On Mon, Nov 16, 2009 at 09:55:33AM +0100, Kai Hoerner wrote:
> Hi Olle and others,
> 
> Olle E. Johansson schrieb:
> >> If we allowguest=yes, unauthenticated calls will end up in the default
> >> context _as well_ but it's not guaranteed only unauthenticated calls go
> >> there.
> >>
> >> For that reason i suggest another, more clear context name: "unconfigured"
> >>     
> > For trunk, we can separate the default context, that is inherited to unconfigured devices from the context that is used for calls where we can not match anyone. Like "guestcontext". That would make things very clear. 
> 
> Agreed.
> 
> > Guestcontext can default to the default context, but the sample configuration could have an activated setting. 
> 
> This would impose the exact same behaviour for beginners:
> if they start adding things like dialout in the default context, the 
> world can use it.
> 
> i suggest we change the extensions.conf sample too.
> there should be a [demo] context, an [unconfigured] and a [default] 
> context. Both the [unconfigured] and [default] contexts include [demo].
> in [demo] there would be a comment telling beginners to not use [demo] 
> for messing around. (with the note that it is included for 
> unauthenticated calls)
> 
> that way, if they add anything like dialout in [default], the 
> [unconfigured] context would still be "secure".
> 
> > but the sample configuration could have an activated setting. 
> >   
> 
> IMO the sip.conf.sample should contain an activated "allowguest=no"
> 
> > While this would not work with released versions, it might make things better with future releases.
> Agreed.

I still don't agree. I believe that focusing on guests here misses the
target. The problem is not guest users. The problem is unintended relays
from one trunk to another. If you unintentionally allow authenticated
incomming SIP calls to make outgoing paid calls[1].

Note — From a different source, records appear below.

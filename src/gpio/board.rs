//! Board-specific pin lookup.

use super::GpioError;
use std::fs;

const DEVICE_TREE_MODEL: &str = "/proc/device-tree/model";

/// Boards with a known button wiring.
#[derive(Debug, Clone, PartialEq, Eq)]
pub enum Board {
    /// Any Raspberry Pi model.
    RaspberryPi,
    /// NXP i.MX7D based boards.
    Imx7d,
    /// Anything else, with its device-tree model string.
    Unknown(String),
}

impl Board {
    /// Detects the board from the device-tree model string.
    pub fn detect() -> Self {
        match fs::read_to_string(DEVICE_TREE_MODEL) {
            Ok(model) => Self::from_model(&model),
            Err(e) => {
                tracing::debug!(error = %e, "Could not read device-tree model");
                Self::Unknown(String::from("unknown"))
            }
        }
    }

    /// Maps a device-tree model string onto a board.
    pub fn from_model(model: &str) -> Self {
        // The kernel NUL-terminates the model property.
        let model = model.trim_end_matches('\0').trim();
        if model.starts_with("Raspberry Pi") {
            Board::RaspberryPi
        } else if model.contains("i.MX7") {
            Board::Imx7d
        } else {
            Board::Unknown(model.to_string())
        }
    }

    /// GPIO name the button is wired to on this board.
    pub fn button_gpio(&self) -> Result<&'static str, GpioError> {
        match self {
            Board::RaspberryPi => Ok("BCM21"),
            Board::Imx7d => Ok("GPIO6_IO14"),
            Board::Unknown(model) => Err(GpioError::UnknownBoard(model.clone())),
        }
    }
}

/// Parses a Broadcom pin name such as `BCM21` (or a bare `21`).
pub fn parse_bcm_pin(name: &str) -> Result<u8, GpioError> {
    let digits = name
        .strip_prefix("BCM")
        .or_else(|| name.strip_prefix("bcm"))
        .unwrap_or(name);
    match digits.parse::<u8>() {
        Ok(pin) if pin <= 53 => Ok(pin),
        _ => Err(GpioError::InvalidPin(name.to_string())),
    }
}

#[cfg(test)]
mod tests {
    use super::*;

    #[test]
    fn test_raspberry_pi_model() {
        let board = Board::from_model("Raspberry Pi 3 Model B Rev 1.2\0");
        assert_eq!(board, Board::RaspberryPi);
        assert_eq!(board.button_gpio().unwrap(), "BCM21");
    }

    #[test]
    fn test_imx7d_model() {
        let board = Board::from_model("NXP i.MX7 Dual PICO-PI-IMX7D");
        assert_eq!(board.button_gpio().unwrap(), "GPIO6_IO14");
    }

    #[test]
    fn test_unknown_board_has_no_button() {
        let board = Board::from_model("Generic x86");
        assert!(matches!(
            board.button_gpio(),
            Err(GpioError::UnknownBoard(_))
        ));
    }

    #[test]
    fn test_parse_bcm_pin() {
        assert_eq!(parse_bcm_pin("BCM21").unwrap(), 21);
        assert_eq!(parse_bcm_pin("4").unwrap(), 4);
        assert!(parse_bcm_pin("GPIO6_IO14").is_err());
        assert!(parse_bcm_pin("BCM99").is_err());
    }
}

The basic tool Asterisk has for authorization[2] is dialplan contexts.


So, consider a sample context such as:

;;;;;;;;;;;;;;;;;;;;;;;;;;;;;;;;;;;;;;;;;;;;;;;;;;;;;;;;;;;;;;;;;;;;
;;;;;;;;;;;;;;;;;;;;;;;;;;;;;;;;;;;;;;;;;;;;;;;;;;;;;;;;;;;;;;;;;;;;

[incoming]
; A separate context for incoming calls:
; We don't trust those callers, and thus only allow them the things they
; really need:
include => demo
; Make sure this context will not allow outgoing calls through a paid
; trunk.

;;;;;;;;;;;;;;;;;;;;;;;;;;;;;;;;;;;;;;;;;;;;;;;;;;;;;;;;;;;;;;;;;;;;
;;;;;;;;;;;;;;;;;;;;;;;;;;;;;;;;;;;;;;;;;;;;;;;;;;;;;;;;;;;;;;;;;;;;

We must remember that the sample dialplan is mostly documentation. There 
are those who use it, but most people just write dialplan from scratch.

[1] I use "paid calls" for the sake of clarity. It may be paid PSTN
calls, paid SIP calls, or maybe some unpaid calls you assume those
incling callers should not be able to do. For instance, a special
extension to switch between day-time and night-time.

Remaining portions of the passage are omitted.